Gloria’s very different reaction to a mid-west tornado watch, New Yorker that she is, than that of her friend who had lived in tornado land forever (“He was basking, I was making lists”) made me think of how I had reacted back in 1977, back in Ghana, when I heard that the army was coming to shut down the university. I had only been in Ghana a few months at that point, I knew that the students had been demonstrating against the current government, but I had no real idea of what was going on. I was so new to the place, so green.
In any case, I was having dinner in the university cafeteria with Tom Ansah, someone I’d met during the spring break when I was able to rent a room in one of the dorms, happy to be around students, around people other than the dour porter who managed the university guest house over in the neighborhood called Asukwa, a rich neighborhood populated by whites during the colonial period and now by rich Ghanaians, a place where I’d rented a room when first got to Kumasi. And out of all the students, that is, the male students, who showed an interest in me, the only white woman in the place, I’d gone for Tom Ansah, who’s approach had been more subtle, more that of a person who actually wanted to know something about who I was rather than just get in bed with me (not that he didn’t want that, too, but then again, so did I). In any case, Tom and I were in the cafeteria having our cafeteria dinner when a young woman climbed up on one of the tables and shouted for us all to quiet down, that she had something to say, something we all needed to hear.

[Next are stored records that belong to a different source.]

//! HTTP surface for vibrelay
//!
//! Two device-command routes, a health endpoint, and static serving of the
//! browser assets.

pub mod handlers;
pub mod server;

pub use server::{create_router, AppContext};
//! # vibrelay
//!
//! Backend for the camera preview demo: serves the browser page and forwards
//! vibration on/off commands to a microcontroller over a serial line.
//!
//! The browser piece and the serial piece are independent; they are bundled
//! only as a demo page and its control backend.

pub mod api;
pub mod config;
pub mod error;
pub mod serial;

pub use config::Config;
pub use error::{Error, Result};
pub use serial::SerialLink;
//! HTTP router setup
//!
//! Sets up the Axum router with the vib command routes, the health endpoint,
//! and a static-file fallback for the browser page.

use std::path::Path;
use std::sync::Arc;

use axum::{routing::get, Router};
use tower_http::cors::CorsLayer;
use tower_http::services::ServeDir;
use tower_http::trace::TraceLayer;

use super::handlers;
use crate::serial::SerialLink;

/// Shared application context passed to all handlers
///
/// Both vib routes write through the same link; there is exactly one serial
/// connection per process.
#[derive(Clone)]
pub struct AppContext {
    pub link: Arc<SerialLink>,
}

/// Build the application router
///
/// Anything that is not an API route falls through to the static asset
/// directory, with `index.html` served for the root.
pub fn create_router(ctx: AppContext, public_dir: &Path) -> Router {
    Router::new()
        .route("/vib/on", get(handlers::vib_on))
        .route("/vib/off", get(handlers::vib_off))
        .route("/health", get(handlers::health))
        .fallback_service(ServeDir::new(public_dir))
        .with_state(ctx)
        .layer(CorsLayer::permissive())
        .layer(TraceLayer::new_for_http())
}
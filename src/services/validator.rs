// ============================================================================
// 校验服务：脚手架生成前的必需文件校验 + 生成后的结构校验
// ============================================================================

use std::path::Path;

use crate::models::dtos::{BuildConfig, Framework};
use crate::services::build_strategy::get_builder;
use crate::utils::error::{AppError, AppResult};

/// 前置校验：只看分析阶段记录的存在性标记，不重新检查磁盘
///
/// 校验失败时流水线立即中止，不写入任何文件。
pub fn validate_requirements(config: &BuildConfig) -> AppResult<()> {
    let mut problems = Vec::new();

    match config {
        BuildConfig::ReactNative(c) => {
            if !c.has_package_json {
                problems.push("React Native 项目缺少 package.json".to_string());
            }
        }
        BuildConfig::Flutter(c) => {
            if !c.has_pubspec {
                problems.push("Flutter 项目缺少 pubspec.yaml".to_string());
            }
        }
        BuildConfig::Android(c) => {
            if !(c.has_build_gradle || c.has_app_build_gradle || c.has_manifest) {
                problems.push(
                    "Android 项目缺少 build.gradle、app/build.gradle 或 AndroidManifest.xml"
                        .to_string(),
                );
            }
        }
        BuildConfig::Cordova(c) => {
            if !c.has_config_xml {
                problems.push("Cordova 项目缺少 config.xml".to_string());
            }
        }
        BuildConfig::GenericMobile(_) => {}
    }

    if problems.is_empty() {
        Ok(())
    } else {
        Err(AppError::ValidationError(problems))
    }
}

/// 结构校验：脚手架生成后重新检查磁盘上的关键文件（关键文件由打包策略声明）
pub fn validate_structure(project_path: &Path, framework: Framework) -> AppResult<()> {
    let builder = get_builder(framework);
    let problems: Vec<String> = builder
        .core_files()
        .iter()
        .filter(|r| !r.exists_in(project_path))
        .map(|r| format!("项目结构不完整：缺少 {}", r.path))
        .collect();

    if problems.is_empty() {
        Ok(())
    } else {
        Err(AppError::ValidationError(problems))
    }
}

// ============================================================================
// 单元测试
// ============================================================================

So we quieted down. The army is coming to the university, she said, We all have to leave. They’re shutting the university down. We can’t be here when they come.
Everyone stood up, everyone talked, laughed, put their plates in the bussing area. Tom and I went to his room to pack up his things. I’d already moved back to the guest house in Asukwa for spring break was over and the plan was that Tom would come stay with me until this all blew over. Tom and his friends were running around, stashing things in backpacks, shopping bags, but oh so slowly. Too much talking, too much laughing, why weren’t they afraid, the army had weapons, the students’ didn’t, didn’t they think the army might shoot them if they were still on campus after being warned to leave. Tom, we have to go, I said. And I said it again and then again. Tom kept looking for things he wanted to take. Finally, I said, Tom, I’m leaving. I can’t be here when the army comes. I’m a stranger, on an American passport. I don’t belong here. Tom said, OK, you go, I’ll meet you there, but you take my thesis, and he handed me two folders with his thesis data and notes and drafts.
I walked away from the university with Tom’s thesis in my arms, walked through the residential area outside the university, houses mostly of professors who taught at the school. People were standing in their open doors, watching the students as they walked away from the university. Some of them called out to me from their doorsteps, Do you have a place to stay? You can stay here if you need to. I thanked them, said, Yes, I have a place in Asukwa.
And I walked out of the residential area to the two lane road that went into the city, to the backed up traffic, to the road crowded with students, and I saw army tanks coming toward us, coming down the road, on their way to the school. I walked past the tanks. No one said anything. I walked and walked and by the time I got to my room at the guest house, Tom was already there, someone had given him a ride, he was there, smiling at me, bent over the hot plate on the cement floor of my room, boiling some water for tea.
A real eye opener. And a very exciting one at that! I was right there with the students urging the nonchalant students to Get the Hell out of there! I thought army tanks and approaching troops was all about rape and pillage. I couldn't believe how everybody, including the neighbors seemed to think it was just business as usual. Tom seemed to be the most relaxed one of all.
ReplyDeleteI was right there with the narrator, I meant to say, who kept urging the students to pick up the pace and get while the getting was good.
ReplyDeleteI could feel the tension of the narrator as she tries to adapt to Tom's timing -- to wait and wait and wait -- until finally she breaks away, HAS to go at her own pace and then ~ voila! and from the beginning, I had the feeling that the other students were more in their element than she was, which allowed them to be more casual, less frightened.
ReplyDeleteViscerally written piece - totally relate to the urgency getting out RIGHT NOW!! What is WRONG with these chatty laughing people!! The sense of being a stranger in a strange land...out of one's element and needing a safer place.